When our kids grow and leave, when we change how we parent and how we keep house with our second or third set of children, we can be tempted to mourn and regret. If only we had known when our oldest were little! We didn’t get them then the better approach we now have.

Love the adventure.

But this also isn’t our work. Growth and change is a part of God’s plan, and God’s grace is what is at work both in us then, in us now, and in our children also. 

We are responsible to obey in the faith we have attained – God blesses that with joy and with more faith to obey more and more the older we get, the longer we live. The divine blessing Frame speaks of isn’t us manipulating God, as though if we didn’t do it “right” back then, our kids have no hope. No!

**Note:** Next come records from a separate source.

//! API Server
//!
//! Router assembly with the middleware stack, and the serve loop.

use super::{
    handlers::AppState,
    middleware::{create_cors_layer, request_id_middleware},
    routes::create_router,
};
use crate::config::ApiConfig;
use crate::errors::{ConfigurationError, SlotResult};
use std::{net::SocketAddr, sync::Arc, time::Duration};
use tokio::signal;
use tower_http::{timeout::TimeoutLayer, trace::TraceLayer};
use tracing::{info, warn};

/// HTTP front end of a slot machine
pub struct ApiServer {
    config: ApiConfig,
    state: Arc<AppState>,
}

impl ApiServer {
    pub fn new(config: ApiConfig, state: Arc<AppState>) -> Self {
        Self { config, state }
    }

    /// Serve until Ctrl+C or SIGTERM
    pub async fn run(self) -> SlotResult<()> {
        let addr = self.socket_addr()?;
        let app = create_app(self.state.clone(), &self.config);

        let listener = tokio::net::TcpListener::bind(addr).await.map_err(|e| {
            ConfigurationError::InvalidValue {
                field: "api.port".to_string(),
                value: addr.to_string(),
                reason: e.to_string(),
            }
        })?;

        info!(
            %addr,
            cors = ?self.config.allowed_origins,
            request_timeout_secs = self.config.request_timeout_secs,
            result_wait_ms = self.config.result_wait_ms,
            "Reelvault API listening"
        );

        axum::serve(listener, app)
            .with_graceful_shutdown(shutdown_signal())
            .await
            .map_err(|e| ConfigurationError::ValidationFailed(format!("server error: {}", e)))?;

        info!("API server stopped gracefully");
        Ok(())
    }

    fn socket_addr(&self) -> SlotResult<SocketAddr> {
        let ip = self
            .config
            .host
            .parse::<std::net::IpAddr>()
            .map_err(|e| ConfigurationError::InvalidValue {
                field: "api.host".to_string(),
                value: self.config.host.clone(),
                reason: e.to_string(),
            })?;
        Ok(SocketAddr::from((ip, self.config.port)))
    }
}

/// Router with the full middleware stack
pub fn create_app(state: Arc<AppState>, config: &ApiConfig) -> axum::Router {
    create_router(state)
        // Request ID middleware (first for tracing)
        .layer(axum::middleware::from_fn(request_id_middleware))
        // CORS layer (before timeout to handle preflight)
        .layer(create_cors_layer(config.allowed_origins.clone()))
        .layer(TimeoutLayer::new(Duration::from_secs(config.request_timeout_secs)))
        .layer(TraceLayer::new_for_http())
}

/// Wait for shutdown signal
async fn shutdown_signal() {
    let ctrl_c = async {
        if let Err(e) = signal::ctrl_c().await {
            warn!(error = %e, "Failed to listen for Ctrl+C");
            std::future::pending::<()>().await;
        }
    };

    #[cfg(unix)]
    let terminate = async {
        match signal::unix::signal(signal::unix::SignalKind::terminate()) {
            Ok(mut stream) => {
                stream.recv().await;
            }
            Err(e) => {
                warn!(error = %e, "Failed to install SIGTERM handler");
                std::future::pending::<()>().await;
            }
        }
    };

    #[cfg(not(unix))]
    let terminate = std::future::pending::<()>();

    tokio::select! {
        _ = ctrl_c => {
            info!("Received Ctrl+C signal");
        },
        _ = terminate => {
            info!("Received terminate signal");
        },
    }
}
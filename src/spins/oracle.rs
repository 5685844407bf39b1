//! Randomness oracle clients
//!
//! Both implementations allocate request ids locally. The channel client
//! forwards each request over an mpsc queue to whatever task plays the
//! oracle's role; the local client only records requests for tests.

use crate::common::traits::RandomnessOracle;
use crate::common::types::{Amount, RandomnessRequest, RequestId};
use crate::errors::{ProtocolError, SlotResult};
use std::sync::atomic::{AtomicU64, Ordering};
use std::sync::Mutex;
use tokio::sync::mpsc::{self, error::TrySendError};
use tracing::debug;

/// In-process oracle with sequential ids
#[derive(Debug)]
pub struct LocalRandomnessOracle {
    next_id: AtomicU64,
    requests: Mutex<Vec<RandomnessRequest>>,
}

impl LocalRandomnessOracle {
    pub fn new() -> Self {
        Self::starting_at(1)
    }

    pub fn starting_at(first_id: RequestId) -> Self {
        Self {
            next_id: AtomicU64::new(first_id),
            requests: Mutex::new(Vec::new()),
        }
    }

    /// Force the next issued id, e.g. to replay an id already in use
    pub fn set_next_id(&self, id: RequestId) {
        self.next_id.store(id, Ordering::SeqCst);
    }

    /// Requests received so far
    pub fn requests(&self) -> Vec<RandomnessRequest> {
        self.requests
            .lock()
            .map(|requests| requests.clone())
            .unwrap_or_default()
    }
}

impl Default for LocalRandomnessOracle {
    fn default() -> Self {
        Self::new()
    }
}

impl RandomnessOracle for LocalRandomnessOracle {
    fn request_randomness(&self, payment: Amount, num_words: u32) -> SlotResult<RequestId> {
        let request_id = self.next_id.fetch_add(1, Ordering::SeqCst);
        let mut requests = self
            .requests
            .lock()
            .map_err(|_| ProtocolError::RandomnessUnavailable("request log poisoned".to_string()))?;
        requests.push(RandomnessRequest {
            request_id,
            payment,
            num_words,
        });
        Ok(request_id)
    }
}

/// Oracle client that hands requests to a fulfiller task over a bounded channel
#[derive(Debug)]
pub struct ChannelRandomnessOracle {
    next_id: AtomicU64,
    sender: mpsc::Sender<RandomnessRequest>,
}

impl ChannelRandomnessOracle {
    /// Create the client and the receiving end for the fulfiller
    pub fn new(first_id: RequestId, capacity: usize) -> (Self, mpsc::Receiver<RandomnessRequest>) {
        let (sender, receiver) = mpsc::channel(capacity.max(1));
        (
            Self {
                next_id: AtomicU64::new(first_id),
                sender,
            },
            receiver,
        )
    }

    /// Hand a request restored from storage back to the fulfiller
    ///
    /// Waits for queue capacity instead of failing, since the request id was
    /// already issued by a previous run.
    pub async fn redeliver(&self, request: RandomnessRequest) -> SlotResult<()> {
        let request_id = request.request_id;
        self.sender.send(request).await.map_err(|_| {
            ProtocolError::RandomnessUnavailable("oracle fulfiller has stopped".to_string())
        })?;
        debug!(request_id, "Redelivered randomness request");
        Ok(())
    }
}

impl RandomnessOracle for ChannelRandomnessOracle {
    fn request_randomness(&self, payment: Amount, num_words: u32) -> SlotResult<RequestId> {
        let request_id = self.next_id.fetch_add(1, Ordering::SeqCst);
        let request = RandomnessRequest {
            request_id,
            payment,
            num_words,
        };

        match self.sender.try_send(request) {
            Ok(()) => {
                debug!(request_id, "Queued randomness request");
                Ok(request_id)
            }
            Err(TrySendError::Full(_)) => Err(ProtocolError::RandomnessUnavailable(
                "request queue is full".to_string(),
            )
            .into()),
            Err(TrySendError::Closed(_)) => Err(ProtocolError::RandomnessUnavailable(
                "oracle fulfiller has stopped".to_string(),
            )
            .into()),
        }
    }
}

The divine blessing is God pouring the rain and sunshine and nutrients on a very imperfectly sown field. We reap what we sow, but through Christ God blesses the harvest – so that the credit is His, not ours.

We won’t get the same results now doing the exact same thing now as we did then because God’s given us more and therefore asks more. Yet He’s also still the one at work, blessing the harvest beyond what we hope or imagine. 

Change, in God’s hands, is necessary and good.

We don’t need to be the perfect parent now for our children. We don’t need to be the perfect housekeeper now for our husband or for hospitality. We just need to offer what we have in truth, in faith, in obedience, knowing God is the One who gives the increase – and not being afraid of that increase as it comes with greater responsibilities and more challenges and more awareness of sin to deal with.

God calls us to kingdom adventure, not kingdom algebra equations where all we need to do is discover and plug in the one unknown and then it all works forever and all time.

We’re on an episodic yet also plotted and pieced adventure of growth, change, obedience, and joy. 

“What’s next?” with eager expectation, should always be our trusting question we ask our Lord.